Petrovic was speaking almost a month ago. Now, by finally landing Mladic, the government of President Boris Tadic has done away with the need for excuses.

Just look at whom U.S. Secretary of State Hillary Clinton chose to congratulate in her statement praising the arrest of Mladic: "We commend President Tadic, the government of Serbia, its security services and all those who have labored for years to bring Mladic to justice."

Note that Serbia's "security services" and "all those who have labored for years to bring Mladic to justice" are not one and the same. You can easily imagine why: For years there was more than enough reason to doubt that Serbia's law enforcement authorities were really all that interested in catching the guy.

While conceding that there are many differences between the two situations, Pavol Demes, an analyst with the German Marshall Fund of the United States, notes that many observers in the Balkans found the comparison illuminating: "Many people believed that Osama bin Laden would never be captured just like many people never believed that Mladic would be captured." In both cases, Demes says, the notion that either of these men would face justice had achieved the status of a "fairy tale."

Now Tadic's decision to change all that could well spur Serbia's long-awaited accession to the European Union and perhaps even strengthen his hand against his ultra-nationalist opponents at home. He's enjoying a well-deserved -- some would say long overdue -- moment of triumph.

It's a pity that he won’t be able to exploit it at tomorrow's Warsaw gathering of 20 leaders from Central and Eastern Europe, who will top the whole thing off by dining with President Obama. Serbia is boycotting the event out of opposition to the presence of Kosovo, which Belgrade still refuses to recognize. Demes says that Tadic ought to go to Poland anyway, arguing that the Serbs should seize the rare opportunity to pose as European heroes.

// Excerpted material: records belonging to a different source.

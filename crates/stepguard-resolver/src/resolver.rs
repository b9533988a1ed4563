//! Conflict-free step resolution
//!
//! Resolution tries, in order:
//! 1. Exact reuse of an occurrence with the same normalized pattern, from the
//!    candidate's domain or `general` (any domain for a `general` candidate)
//! 2. Adaptation of the most similar occurrence from the candidate's domain or
//!    `general` above the threshold
//! 3. Minting a domain-qualified pattern, re-checked against the index
//!
//! A minted pattern that still collides after one disambiguation round comes
//! back flagged `unresolved` so the caller can escalate to a human.

use stepguard_core::{
    CandidateStep, RegistryConfig, ResolvedStep, Result, StepGuardError, StepOccurrence,
    GENERAL_DOMAIN,
};
use stepguard_registry::{in_scope, normalize, reusable_for, similarity, CorpusIndex};
use tracing::{debug, info, warn};

use crate::mint::{disambiguate, qualify};

/// Default minimum similarity for adapting an existing step
pub const DEFAULT_REUSE_THRESHOLD: f64 = 0.8;

/// Resolves candidate steps against a read-only corpus index
pub struct StepResolver<'a> {
    index: &'a CorpusIndex,
    reuse_threshold: f64,
}

impl<'a> StepResolver<'a> {
    /// Create a resolver with an explicit reuse threshold in `[0, 1]`
    pub fn new(index: &'a CorpusIndex, reuse_threshold: f64) -> Result<Self> {
        if !(0.0..=1.0).contains(&reuse_threshold) {
            return Err(StepGuardError::InvalidThreshold(reuse_threshold));
        }
        Ok(Self {
            index,
            reuse_threshold,
        })
    }

    pub fn from_config(index: &'a CorpusIndex, config: &RegistryConfig) -> Result<Self> {
        Self::new(index, config.reuse_threshold)
    }

    pub fn reuse_threshold(&self) -> f64 {
        self.reuse_threshold
    }

    /// Decide how `candidate` should be phrased
    pub fn resolve(&self, candidate: &CandidateStep) -> ResolvedStep {
        let keyword = candidate.step_type.keyword();
        let domain = candidate_domain(candidate);

        if let Some(occurrence) = self.exact_match(&candidate.description, &domain) {
            debug!(
                "Reusing {} for {:?}",
                occurrence.source_id, candidate.description
            );
            return ResolvedStep::existing(keyword, occurrence);
        }

        if let Some((occurrence, score)) = self.closest_match(&candidate.description, &domain) {
            if score > 0.0 && score >= self.reuse_threshold {
                debug!(
                    "Adapting {} (score {:.2}) for {:?}",
                    occurrence.source_id, score, candidate.description
                );
                return ResolvedStep::adapted(keyword, occurrence, score);
            }
        }

        let qualified = qualify(&candidate.description, &domain, &candidate.step_type);
        if !self.collides(&qualified) {
            debug!("Minted {:?}", qualified);
            return ResolvedStep::generated(keyword, qualified);
        }

        let disambiguated = disambiguate(&qualified, &domain);
        if !self.collides(&disambiguated) {
            info!("Minted {:?} after disambiguation", disambiguated);
            return ResolvedStep::generated(keyword, disambiguated);
        }

        warn!(
            "Could not mint a collision-free pattern for {:?} in {}",
            candidate.description, domain
        );
        ResolvedStep::generated(keyword, disambiguated).mark_unresolved()
    }

    /// Whether `step` can be introduced without creating an ambiguity
    ///
    /// Its normalized text must be absent from the index, or present only as
    /// the occurrence it was taken from.
    pub fn validate(&self, step: &ResolvedStep) -> bool {
        if step.unresolved {
            return false;
        }

        let bucket = self.index.lookup_raw(&step.text);
        if bucket.is_empty() {
            return true;
        }

        match &step.origin_source_id {
            Some(origin) => bucket.iter().any(|o| &o.source_id == origin),
            None => false,
        }
    }

    fn exact_match(&self, description: &str, domain: &str) -> Option<&'a StepOccurrence> {
        self.index
            .lookup(&normalize(description))
            .into_iter()
            .find(|occurrence| reusable_for(occurrence, domain))
    }

    /// Highest-scoring in-scope occurrence; ties keep the earliest inserted
    fn closest_match(&self, description: &str, domain: &str) -> Option<(&'a StepOccurrence, f64)> {
        let mut best: Option<(&'a StepOccurrence, f64)> = None;

        for occurrence in self.index.iter().filter(|o| in_scope(o, domain)) {
            let score = similarity(description, &occurrence.raw_pattern);
            if best.map_or(true, |(_, top)| score > top) {
                best = Some((occurrence, score));
            }
        }

        best
    }

    fn collides(&self, text: &str) -> bool {
        self.index.contains_pattern(&normalize(text))
    }
}

/// Resolve one candidate against `index` with the given reuse threshold
///
/// Thresholds outside `[0, 1]` are clamped.
pub fn resolve(candidate: &CandidateStep, index: &CorpusIndex, reuse_threshold: f64) -> ResolvedStep {
    let threshold = if reuse_threshold.is_nan() {
        DEFAULT_REUSE_THRESHOLD
    } else {
        reuse_threshold.clamp(0.0, 1.0)
    };

    StepResolver {
        index,
        reuse_threshold: threshold,
    }
    .resolve(candidate)
}

fn candidate_domain(candidate: &CandidateStep) -> String {
    let domain = candidate.domain.trim().to_lowercase();
    if domain.is_empty() {
        GENERAL_DOMAIN.to_string()
    } else {
        domain
    }
}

They got their "international gangster." The Pakistanis, by contrast, had to be humiliated by the Americans, who did the dirty work for them. And that, sadly, says a lot. Pakistan, unlike Serbia, doesn't have the lure of participation in EU-style prosperity and freedom dangling in front of it. Instead the Pakistanis are struggling to resist the temptations offered by a starkly different model of international community: the global jihadi front. How nice it would be if the would could find some more effective way to counter its dark attractions.